1-darrellpruittBy D. Kellus Pruitt DDS

If HHS successfully persuades Americans to use happy names for its bad ideas, will the cheap trick save electronic health record interoperability which is critical to the success of Obamacare?

Healthcare Lexicon 

According to the government’s modernized healthcare lexicon, doctors have been demoted to “providers,” insurance companies, including Medicare/Medicaid, have been promoted to “payers,” and patients’ position in the hierarchy has diminished from “principals” to “stakeholders” – a rank on par with 3rd parties such as insurers, HHS and other unaccountable parasites.

Wall of Shame

Ominously, HHS recently changed the contentious name “Wall of Shame” to a more innocuous“ breach reporting tool,” to describe the public list of data breaches involving the medical records of more than 500 patients.
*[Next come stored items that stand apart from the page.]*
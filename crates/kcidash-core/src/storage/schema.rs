pub const DDL: &str = r#"
CREATE TABLE IF NOT EXISTS checkouts (
  id TEXT PRIMARY KEY,
  origin TEXT NOT NULL,
  tree_name TEXT,
  git_repository_url TEXT,
  git_repository_branch TEXT,
  git_commit_hash TEXT,
  git_commit_name TEXT,
  start_time TEXT
);

CREATE TABLE IF NOT EXISTS builds (
  id TEXT PRIMARY KEY,
  checkout_id TEXT NOT NULL REFERENCES checkouts(id),
  origin TEXT NOT NULL,
  architecture TEXT,
  compiler TEXT,
  config_name TEXT,
  config_url TEXT,
  log_url TEXT,
  valid INTEGER,
  duration REAL,
  start_time TEXT,
  misc TEXT
);

CREATE TABLE IF NOT EXISTS tests (
  id TEXT PRIMARY KEY,
  build_id TEXT NOT NULL REFERENCES builds(id),
  origin TEXT NOT NULL,
  path TEXT,
  status TEXT,
  duration REAL,
  start_time TEXT,
  log_url TEXT,
  comment TEXT,
  misc TEXT,
  environment_misc TEXT,
  -- JSON array of compatible hardware names
  environment_compatible TEXT
);

CREATE TABLE IF NOT EXISTS issues (
  id TEXT NOT NULL,
  version INTEGER NOT NULL,
  origin TEXT NOT NULL,
  comment TEXT,
  report_url TEXT,
  PRIMARY KEY (id, version)
);

CREATE TABLE IF NOT EXISTS incidents (
  id TEXT PRIMARY KEY,
  issue_id TEXT NOT NULL,
  issue_version INTEGER NOT NULL,
  build_id TEXT REFERENCES builds(id),
  test_id TEXT REFERENCES tests(id),
  FOREIGN KEY(issue_id, issue_version) REFERENCES issues(id, version)
);

CREATE INDEX IF NOT EXISTS idx_checkouts_start ON checkouts(start_time);
CREATE INDEX IF NOT EXISTS idx_builds_checkout ON builds(checkout_id);
CREATE INDEX IF NOT EXISTS idx_tests_build ON tests(build_id);
CREATE INDEX IF NOT EXISTS idx_tests_origin ON tests(origin);
CREATE INDEX IF NOT EXISTS idx_incidents_build ON incidents(build_id);
CREATE INDEX IF NOT EXISTS idx_incidents_issue ON incidents(issue_id, issue_version);
"#;
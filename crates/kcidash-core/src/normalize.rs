//! Typed sub-views of a [`JoinedRow`].

use chrono::{DateTime, Utc};
use serde::{Deserialize, Serialize};

use crate::model::{JoinedRow, TestStatus, TreeIdentity};

/// One deduplicated build, as listed in `builds.items`.
#[derive(Debug, Clone, PartialEq, Serialize, Deserialize)]
pub struct BuildItem {
    pub id: String,
    pub architecture: Option<String>,
    pub config_name: Option<String>,
    pub misc: Option<serde_json::Value>,
    pub config_url: Option<String>,
    pub compiler: Option<String>,
    pub valid: Option<bool>,
    pub duration: Option<f64>,
    pub log_url: Option<String>,
    pub start_time: Option<DateTime<Utc>>,
    pub git_repository_url: Option<String>,
    pub git_repository_branch: Option<String>,
    pub tree_name: Option<String>,
    pub tree_index: String,
}

/// One accepted row in a bucket's history.
#[derive(Debug, Clone, PartialEq, Serialize, Deserialize)]
pub struct HistoryEntry {
    pub id: String,
    pub status: TestStatus,
    pub path: Option<String>,
    pub duration: Option<f64>,
    #[serde(rename = "startTime")]
    pub start_time: Option<DateTime<Utc>>,
}

#[derive(Debug, Clone, PartialEq, Eq, Serialize, Deserialize)]
pub struct IncidentsInfo {
    #[serde(rename = "incidentsCount")]
    pub incidents_count: u64,
}

/// An issue referenced by at least one accepted row.
#[derive(Debug, Clone, PartialEq, Eq, Serialize, Deserialize)]
pub struct IssueEntry {
    pub id: String,
    pub version: Option<i64>,
    pub comment: Option<String>,
    pub report_url: Option<String>,
    pub incidents_info: IncidentsInfo,
}

pub fn build_item(row: &JoinedRow, tree_index: &str) -> BuildItem {
    BuildItem {
        id: row.build_id.clone(),
        architecture: row.build_architecture.clone(),
        config_name: row.build_config_name.clone(),
        misc: row.build_misc.clone(),
        config_url: row.build_config_url.clone(),
        compiler: row.build_compiler.clone(),
        valid: row.build_valid,
        duration: row.build_duration,
        log_url: row.build_log_url.clone(),
        start_time: row.build_start_time,
        git_repository_url: row.checkout_git_repository_url.clone(),
        git_repository_branch: row.checkout_git_repository_branch.clone(),
        tree_name: row.checkout_tree_name.clone(),
        tree_index: tree_index.to_string(),
    }
}

pub fn history_entry(row: &JoinedRow) -> HistoryEntry {
    HistoryEntry {
        id: row.id.clone(),
        status: row.status.clone(),
        path: row.path.clone(),
        duration: row.duration,
        start_time: row.start_time,
    }
}

/// The issue carried by the row, seeded with a single incident. `None` when
/// the row is not linked to an issue.
pub fn issue_entry(row: &JoinedRow) -> Option<IssueEntry> {
    let id = row.issue_id.as_ref()?;
    Some(IssueEntry {
        id: id.clone(),
        version: row.issue_version,
        comment: row.issue_comment.clone(),
        report_url: row.issue_report_url.clone(),
        incidents_info: IncidentsInfo { incidents_count: 1 },
    })
}

pub fn tree_identity(row: &JoinedRow) -> TreeIdentity {
    TreeIdentity {
        tree_name: row.checkout_tree_name.clone(),
        git_repository_branch: row.checkout_git_repository_branch.clone(),
        git_repository_url: row.checkout_git_repository_url.clone(),
    }
}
It turns out that the growing list of major data breaches is unexpectedly shaming  far too many providers and payers – including Medicare/Medicaid. Imagine that!

In fact, since Americans’ growing disgust with privacy breaches threatens the very success of Obamacare, there is evidence that HHS has turned to betraying its lawful obligation to the nation by hiding breaches from those who are most vulnerable – Americans.

HIPAA Failure

The half-baked plan to shame providers who experience data breaches – perhaps through no fault of their own – is not working out like HHS had hoped. Due to HIPAA’s abysmal failure to halt data breaches, the Wall of Shame has become a national embarrassment and an obstacle to EHR adoption. I expect the public listing of major breaches to be quietly scrapped soon in favor of keeping patients in the dark concerning their risks of identity theft.

Dentistry 

In dentistry, on the other hand, common sense as well as market resistance evidently caused HHS and other stakeholders to give up trying to prohibit use of the 8 syllable “electronic dental records” in favor of the 14 syllable “electronic health records for dental practices.”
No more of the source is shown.